Problem to work on ▸ When you reach the line containing "pub fn fill(&mut" in the entries below, start writing out each line exactly, and stop after the line containing "width: 1, ..".

BEGIN

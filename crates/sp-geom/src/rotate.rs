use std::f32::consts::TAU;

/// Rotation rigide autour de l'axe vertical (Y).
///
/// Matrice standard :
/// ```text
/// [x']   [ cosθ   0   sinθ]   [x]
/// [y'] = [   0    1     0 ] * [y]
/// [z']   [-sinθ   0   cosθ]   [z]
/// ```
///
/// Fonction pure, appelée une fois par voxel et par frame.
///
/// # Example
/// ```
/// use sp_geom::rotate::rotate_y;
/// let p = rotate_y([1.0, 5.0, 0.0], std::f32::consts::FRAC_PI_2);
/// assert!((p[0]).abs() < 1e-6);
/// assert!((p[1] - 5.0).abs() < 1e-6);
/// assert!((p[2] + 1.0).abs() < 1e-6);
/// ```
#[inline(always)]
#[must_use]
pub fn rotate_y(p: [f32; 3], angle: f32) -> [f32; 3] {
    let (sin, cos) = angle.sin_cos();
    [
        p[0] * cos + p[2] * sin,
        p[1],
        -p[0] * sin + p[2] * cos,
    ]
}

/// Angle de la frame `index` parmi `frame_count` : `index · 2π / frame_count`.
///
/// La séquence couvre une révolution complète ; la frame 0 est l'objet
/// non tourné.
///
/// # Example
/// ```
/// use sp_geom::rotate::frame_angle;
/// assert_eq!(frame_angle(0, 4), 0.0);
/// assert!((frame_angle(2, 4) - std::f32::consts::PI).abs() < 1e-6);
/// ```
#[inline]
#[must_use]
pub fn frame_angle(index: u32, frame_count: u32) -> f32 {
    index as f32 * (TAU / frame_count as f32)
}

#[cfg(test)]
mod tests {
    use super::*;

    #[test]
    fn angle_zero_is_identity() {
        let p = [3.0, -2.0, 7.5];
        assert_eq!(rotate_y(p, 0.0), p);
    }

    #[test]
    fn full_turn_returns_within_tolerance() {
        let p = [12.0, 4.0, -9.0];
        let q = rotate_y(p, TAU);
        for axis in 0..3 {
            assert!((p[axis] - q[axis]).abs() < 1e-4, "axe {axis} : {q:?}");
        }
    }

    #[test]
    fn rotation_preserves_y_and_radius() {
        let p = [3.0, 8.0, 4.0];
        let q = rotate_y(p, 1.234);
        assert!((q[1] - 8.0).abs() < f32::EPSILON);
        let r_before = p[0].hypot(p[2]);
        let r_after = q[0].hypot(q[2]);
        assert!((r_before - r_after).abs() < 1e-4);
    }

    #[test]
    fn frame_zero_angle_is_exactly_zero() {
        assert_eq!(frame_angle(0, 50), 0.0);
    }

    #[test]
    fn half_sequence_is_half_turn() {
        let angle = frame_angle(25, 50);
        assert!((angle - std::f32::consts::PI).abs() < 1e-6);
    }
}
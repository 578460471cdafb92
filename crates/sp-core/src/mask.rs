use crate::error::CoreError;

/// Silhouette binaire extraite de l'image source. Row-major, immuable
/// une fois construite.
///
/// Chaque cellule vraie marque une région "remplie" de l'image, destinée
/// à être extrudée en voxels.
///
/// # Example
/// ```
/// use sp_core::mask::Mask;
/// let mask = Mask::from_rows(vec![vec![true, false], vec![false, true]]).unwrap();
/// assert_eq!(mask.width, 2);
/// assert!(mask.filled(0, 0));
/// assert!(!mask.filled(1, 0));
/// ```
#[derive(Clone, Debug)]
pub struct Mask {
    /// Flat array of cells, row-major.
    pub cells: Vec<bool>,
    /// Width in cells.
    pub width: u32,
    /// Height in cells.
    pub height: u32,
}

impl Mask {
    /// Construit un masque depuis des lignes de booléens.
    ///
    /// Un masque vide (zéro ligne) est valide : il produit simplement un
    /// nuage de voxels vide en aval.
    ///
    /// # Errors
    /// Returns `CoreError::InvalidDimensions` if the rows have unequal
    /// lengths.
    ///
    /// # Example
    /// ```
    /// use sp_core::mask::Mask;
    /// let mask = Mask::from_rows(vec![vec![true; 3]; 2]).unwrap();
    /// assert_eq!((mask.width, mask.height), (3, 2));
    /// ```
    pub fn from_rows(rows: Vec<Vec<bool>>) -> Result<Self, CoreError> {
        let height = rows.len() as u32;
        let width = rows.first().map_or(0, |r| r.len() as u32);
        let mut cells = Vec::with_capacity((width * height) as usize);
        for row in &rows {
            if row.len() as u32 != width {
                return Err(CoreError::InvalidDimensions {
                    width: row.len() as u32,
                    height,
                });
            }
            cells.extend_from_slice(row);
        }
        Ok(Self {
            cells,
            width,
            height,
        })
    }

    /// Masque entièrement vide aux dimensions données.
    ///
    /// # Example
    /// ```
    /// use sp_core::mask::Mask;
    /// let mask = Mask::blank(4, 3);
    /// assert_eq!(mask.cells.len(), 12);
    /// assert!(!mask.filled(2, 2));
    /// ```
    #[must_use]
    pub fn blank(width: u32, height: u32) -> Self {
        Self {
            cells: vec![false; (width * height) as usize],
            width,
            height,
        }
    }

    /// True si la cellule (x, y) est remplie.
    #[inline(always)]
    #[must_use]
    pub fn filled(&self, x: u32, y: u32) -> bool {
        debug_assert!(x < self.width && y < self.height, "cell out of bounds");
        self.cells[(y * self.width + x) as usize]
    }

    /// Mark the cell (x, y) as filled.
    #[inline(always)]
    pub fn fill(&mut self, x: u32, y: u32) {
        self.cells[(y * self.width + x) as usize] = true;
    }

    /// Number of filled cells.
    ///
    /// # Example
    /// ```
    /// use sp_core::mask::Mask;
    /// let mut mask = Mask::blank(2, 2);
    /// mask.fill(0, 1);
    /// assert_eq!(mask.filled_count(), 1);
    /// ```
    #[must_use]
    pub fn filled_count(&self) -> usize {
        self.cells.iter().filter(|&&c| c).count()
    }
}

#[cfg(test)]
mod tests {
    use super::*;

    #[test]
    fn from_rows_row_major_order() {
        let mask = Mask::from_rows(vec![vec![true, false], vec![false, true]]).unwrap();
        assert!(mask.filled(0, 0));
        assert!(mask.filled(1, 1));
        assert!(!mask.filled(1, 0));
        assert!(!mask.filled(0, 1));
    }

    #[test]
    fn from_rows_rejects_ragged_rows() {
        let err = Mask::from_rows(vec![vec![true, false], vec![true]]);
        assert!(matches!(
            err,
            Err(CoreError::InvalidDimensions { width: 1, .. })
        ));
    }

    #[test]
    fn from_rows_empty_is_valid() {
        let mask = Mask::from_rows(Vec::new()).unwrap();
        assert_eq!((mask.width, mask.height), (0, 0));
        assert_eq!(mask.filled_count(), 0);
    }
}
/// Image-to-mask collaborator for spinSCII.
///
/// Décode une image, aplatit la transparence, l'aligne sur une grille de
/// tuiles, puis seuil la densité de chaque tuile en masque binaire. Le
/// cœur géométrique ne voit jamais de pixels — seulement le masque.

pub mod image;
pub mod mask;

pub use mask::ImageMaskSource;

END

Completed exercise ▸
    pub fn fill(&mut self, x: u32, y: u32) {
        self.cells[(y * self.width + x) as usize] = true;
    }

    /// Number of filled cells.
    ///
    /// # Example
    /// ```
    /// use sp_core::mask::Mask;
    /// let mut mask = Mask::blank(2, 2);
    /// mask.fill(0, 1);
    /// assert_eq!(mask.filled_count(), 1);
    /// ```
    #[must_use]
    pub fn filled_count(&self) -> usize {
        self.cells.iter().filter(|&&c| c).count()
    }
}

#[cfg(test)]
mod tests {
    use super::*;

    #[test]
    fn from_rows_row_major_order() {
        let mask = Mask::from_rows(vec![vec![true, false], vec![false, true]]).unwrap();
        assert!(mask.filled(0, 0));
        assert!(mask.filled(1, 1));
        assert!(!mask.filled(1, 0));
        assert!(!mask.filled(0, 1));
    }

    #[test]
    fn from_rows_rejects_ragged_rows() {
        let err = Mask::from_rows(vec![vec![true, false], vec![true]]);
        assert!(matches!(
            err,
            Err(CoreError::InvalidDimensions { width: 1, .. })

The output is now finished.